Has The Fed Grown Too Large?

The Compound - Has The Fed Grown Too Large?

The Federal Reserve (FED) has historically deflected blame for economic issues, citing external factors like oil embargoes or supply chain disruptions. However, a more significant change occurred in 2008 when the FED altered its monetary policy. This shift moved from a scarce reserve model, where banks maintained 10% reserves, to a system where banks now hold 35% reserves due to quantitative easing (QE). This change has led to an over-reserved banking system, with the FED's balance sheet expanding from $800 billion in 2007 to over $7 trillion today. This expansion makes the FED larger than the top 10 sovereign wealth funds combined, highlighting its massive influence on the financial system.

Key Points:

  • The FED has historically avoided taking blame for economic issues, often citing external factors.
  • In 2008, the FED shifted from a scarce reserve model to a system with higher bank reserves due to QE.
  • Banks now hold 35% reserves, compared to the previous 10%, leading to an over-reserved system.
  • The FED's balance sheet has grown from $800 billion in 2007 to over $7 trillion today.
  • The FED is now larger than the top 10 sovereign wealth funds combined, indicating its significant influence.

Details:

1. 🎭 The FED's Blame Game: Excuses Over the Years

  • The Federal Reserve has a historical pattern of deflecting blame for economic issues, dating back to the 1970s.
  • During the 1970s, the FED attributed economic troubles to external factors such as the oil embargo by Saudi Arabia and a drought affecting wheat production.
  • Similar blame-shifting narratives have been observed in recent times, with the FED citing causes like Putin's actions and supply chain disruptions.
  • This pattern indicates a consistent strategy of using external events as scapegoats for domestic economic challenges.

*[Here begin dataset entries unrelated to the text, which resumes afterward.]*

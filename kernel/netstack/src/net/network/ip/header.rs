use crate::net::network::ip::checksum::Checksum;
use crate::net::serialize::{WireSerializable, WireSerializer};
use core::net::{Ipv4Addr, Ipv6Addr};
use foundation::io::{Write, WriteExactError};
use thiserror::Error;

#[derive(Copy, Clone, Debug, Eq, PartialEq)]
pub enum IpHeader {
    V4 {
        ihl: u8,
        dscp: u8,
        ecn: u8,
        total_length: u16,
        identification: u16,
        flags: u8,
        fragment_offset: u16,
        ttl: u8,
        protocol: u8,
        header_checksum: u16,
        source_address: Ipv4Addr,
        destination_address: Ipv4Addr,
    },
    V6 {
        traffic_class: u8,
        flow_label: u32,
        payload_length: u16,
        next_header: u8,
        hop_limit: u8,
        source_address: Ipv6Addr,
        destination_address: Ipv6Addr,
    },
}

#[derive(Debug, Copy, Clone, Eq, PartialEq, Error)]
pub enum InvalidIpHeader {
    #[error("packet too short")]
    TooShort,
    #[error("invalid ip version")]
    InvalidVersion,
    #[error("invalid header length")]
    InvalidHeaderLength,
    #[error("invalid checksum")]
    InvalidChecksum,
    #[error("invalid source address")]
    InvalidSourceAddress,
    #[error("invalid destination address")]
    InvalidDestinationAddress,
    #[error("invalid protocol")]
    InvalidProtocol,
    #[error("invalid total length")]
    InvalidTotalLength,
}

impl<'a> TryFrom<&'a [u8]> for IpHeader {
    type Error = InvalidIpHeader;
    fn try_from(data: &'a [u8]) -> Result<Self, Self::Error> {
        const MIN_LENGTH: usize = 16;

        if data.len() < MIN_LENGTH {
            return Err(InvalidIpHeader::TooShort);
        }

        let version = data[0] >> 4;

        match version {
            4 => Ok(Self::try_parse4(data)?),
            6 => Ok(Self::try_parse6(data)?),
            _ => Err(InvalidIpHeader::InvalidVersion),
        }
    }
}

pub enum IpHeaderProtocol {
    Icmp,
    Ipmg,
    Tcp,
    Udp,
    Encap,
    Ospf,
    Sctp,
}

impl IpHeaderProtocol {
    pub fn value(&self) -> u8 {
        match self {
            IpHeaderProtocol::Icmp => 1,
            IpHeaderProtocol::Ipmg => 2,
            IpHeaderProtocol::Tcp => 6,
            IpHeaderProtocol::Udp => 17,
            IpHeaderProtocol::Encap => 41,
            IpHeaderProtocol::Ospf => 89,
            IpHeaderProtocol::Sctp => 132,
        }
    }
}

impl IpHeader {
    pub fn new_v4(
        protocol: IpHeaderProtocol,
        source_address: Ipv4Addr,
        destination_address: Ipv4Addr,
        ttl: u8,
        payload_len: u16,
    ) -> Self {
        let ihl = 5;
        let header_len = ihl * 4;
        assert!(payload_len <= u16::MAX - header_len);
        let mut header = Self::V4 {
            ihl: 5, // TODO: options, which makes this field larger
            dscp: 0,
            ecn: 0,
            total_length: header_len + payload_len,
            identification: 0,
            flags: 0,
            fragment_offset: 0,
            ttl,
            protocol: protocol.value(),
            header_checksum: 0,
            source_address,
            destination_address,
        };
        let header_checksum = header.compute_checksum();
        *header.header_checksum_mut().unwrap() = header_checksum;
        header
    }

    fn compute_checksum(&self) -> u16 {
        let mut checksum = Checksum::default();
        WireSerializer::new(&mut checksum)
            .write_serializable(self)
            .unwrap();
        checksum.finalize()
    }

    fn checksum_valid(&self) -> bool {
        self.compute_checksum() == 0
    }

    pub fn header_length(&self) -> usize {
        match *self {
            IpHeader::V4 { ihl, .. } => ihl as usize * 4,
            IpHeader::V6 { .. } => 40, // TODO: extension headers
        }
    }

    pub fn payload_length(&self) -> usize {
        match *self {
            IpHeader::V4 { total_length, .. } => total_length as usize - self.header_length(),
            IpHeader::V6 { payload_length, .. } => payload_length as usize,
        }
    }

    fn header_checksum_mut(&mut self) -> Option<&mut u16> {
        match self {
            IpHeader::V4 {
                header_checksum, ..
            } => Some(header_checksum),
            _ => None,
        }
    }

    fn try_parse4(data: &[u8]) -> Result<Self, InvalidIpHeader> {
        let ihl = data[0] & 0x0F;
        if ihl < 5 {
            return Err(InvalidIpHeader::InvalidHeaderLength);
        }

        let dscp = data[1] >> 2;
        let ecn = data[1] & 0x03;
        let total_length = u16::from_be_bytes([data[2], data[3]]);
        let identification = u16::from_be_bytes([data[4], data[5]]);
        let flags = data[6] >> 5;
        let fragment_offset = u16::from_be_bytes([data[6] & 0x1F, data[7]]);
        let ttl = data[8];
        let protocol = data[9];
        let header_checksum = u16::from_be_bytes([data[10], data[11]]);
        let source_address =
            Ipv4Addr::from(u32::from_be_bytes([data[12], data[13], data[14], data[15]]));
        let destination_address =
            Ipv4Addr::from(u32::from_be_bytes([data[16], data[17], data[18], data[19]]));

        let header = Self::V4 {
            ihl,
            dscp,
            ecn,
            total_length,
            identification,
            flags,
            fragment_offset,
            ttl,
            protocol,
            header_checksum,
            source_address,
            destination_address,
        };
        if !header.checksum_valid() {
            return Err(InvalidIpHeader::InvalidChecksum);
        }
        Ok(header)
    }

    fn try_parse6(data: &[u8]) -> Result<Self, InvalidIpHeader> {
        let traffic_class = data[0] & 0x0F | data[1] >> 4;
        let flow_label = u32::from_be_bytes([0, data[1] & 0x0F, data[2], data[3]]);
        let payload_length = u16::from_be_bytes([data[4], data[5]]);
        let next_header = data[6]; // TODO: actually parse next_header and extension headers
        let hop_limit = data[7];
        let source_address = Ipv6Addr::from([
            u16::from_be_bytes([data[8], data[9]]),
            u16::from_be_bytes([data[10], data[11]]),
            u16::from_be_bytes([data[12], data[13]]),
            u16::from_be_bytes([data[14], data[15]]),
            u16::from_be_bytes([data[16], data[17]]),
            u16::from_be_bytes([data[18], data[19]]),
            u16::from_be_bytes([data[20], data[21]]),
            u16::from_be_bytes([data[22], data[23]]),
        ]);
        let destination_address = Ipv6Addr::from([
            u16::from_be_bytes([data[24], data[25]]),
            u16::from_be_bytes([data[26], data[27]]),
            u16::from_be_bytes([data[28], data[29]]),
            u16::from_be_bytes([data[30], data[31]]),
            u16::from_be_bytes([data[32], data[33]]),
            u16::from_be_bytes([data[34], data[35]]),
            u16::from_be_bytes([data[36], data[37]]),
            u16::from_be_bytes([data[38], data[39]]),
        ]);

        Ok(Self::V6 {
            traffic_class,
            flow_label,
            payload_length,
            next_header,
            hop_limit,
            source_address,
            destination_address,
        })
    }
}

impl<T> WireSerializable<T> for IpHeader
where
    T: Write<u8>,
{
    fn serialize(&self, s: &mut WireSerializer<T>) -> Result<(), WriteExactError> {
        match *self {
            IpHeader::V4 {
                ihl,
                dscp,
                ecn,
                total_length,
                identification,
                flags,
                fragment_offset,
                ttl,
                protocol,
                header_checksum,
                source_address,
                destination_address,
            } => {
                s.write_u8((4 << 4) | ihl)?;
                s.write_u8((dscp << 2) | ecn)?;
                s.write_u16(total_length)?;
                s.write_u16(identification)?;
                s.write_u16((u16::from(flags) << 5) | (fragment_offset >> 8))?;
                s.write_u8(ttl)?;
                s.write_u8(protocol)?;
                s.write_u16(header_checksum)?;
                s.write_raw(source_address.octets())?;
                s.write_raw(destination_address.octets())?;
            }
            IpHeader::V6 {
                traffic_class,
                flow_label,
                payload_length,
                next_header,
                hop_limit,
                source_address,
                destination_address,
            } => {
                s.write_u8((6 << 4) | (traffic_class >> 4))?;
                s.write_u8((traffic_class << 4) | (flow_label >> 16) as u8)?;
                s.write_u16(flow_label as u16)?;
                s.write_u16(payload_length)?;
                s.write_u8(next_header)?;
                s.write_u8(hop_limit)?;
                s.write_raw(source_address.octets())?;
                s.write_raw(destination_address.octets())?;
            }
        }
        Ok(())
    }
}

2. 🔄 Radical Monetary Shifts: From Scarcity to Surplus

  • 60% of every $100 in circulation today was created in the last 16 years, highlighting a significant increase in money supply that impacts inflation and economic stability.
  • The Federal Reserve shifted in 2008 from a scarce reserve model to a surplus reserve model, fundamentally changing banking operations and financial markets.
  • Before 2008, banks operated on a 10% reserve model, trading hundreds of billions of dollars daily to meet reserve requirements, affecting liquidity and interest rates.
  • Post-2008 Quantitative Easing (QE) led to banks now holding 35% reserves, significantly higher than the required 10%, creating an over-reserved banking system that reduces the need for interbank lending.
  • This surplus reserve environment has implications for monetary policy effectiveness, potentially altering the Fed's control over interest rates and economic stability.
  • The shift to surplus reserves was driven by the need to stabilize the financial system post-crisis, but it also presents new challenges in managing inflation and economic growth.

3. 📊 The FED's Balance Sheet Boom: A Global Giant

  • The FED's balance sheet has expanded from $800 billion in 2007 to over $7 trillion today, indicating a massive growth.
  • Initially, the FED's balance sheet was 1/10th the size of the US banking system; now it is 13 times larger.
  • The FED's current balance sheet exceeds the combined size of the top 10 sovereign wealth funds globally.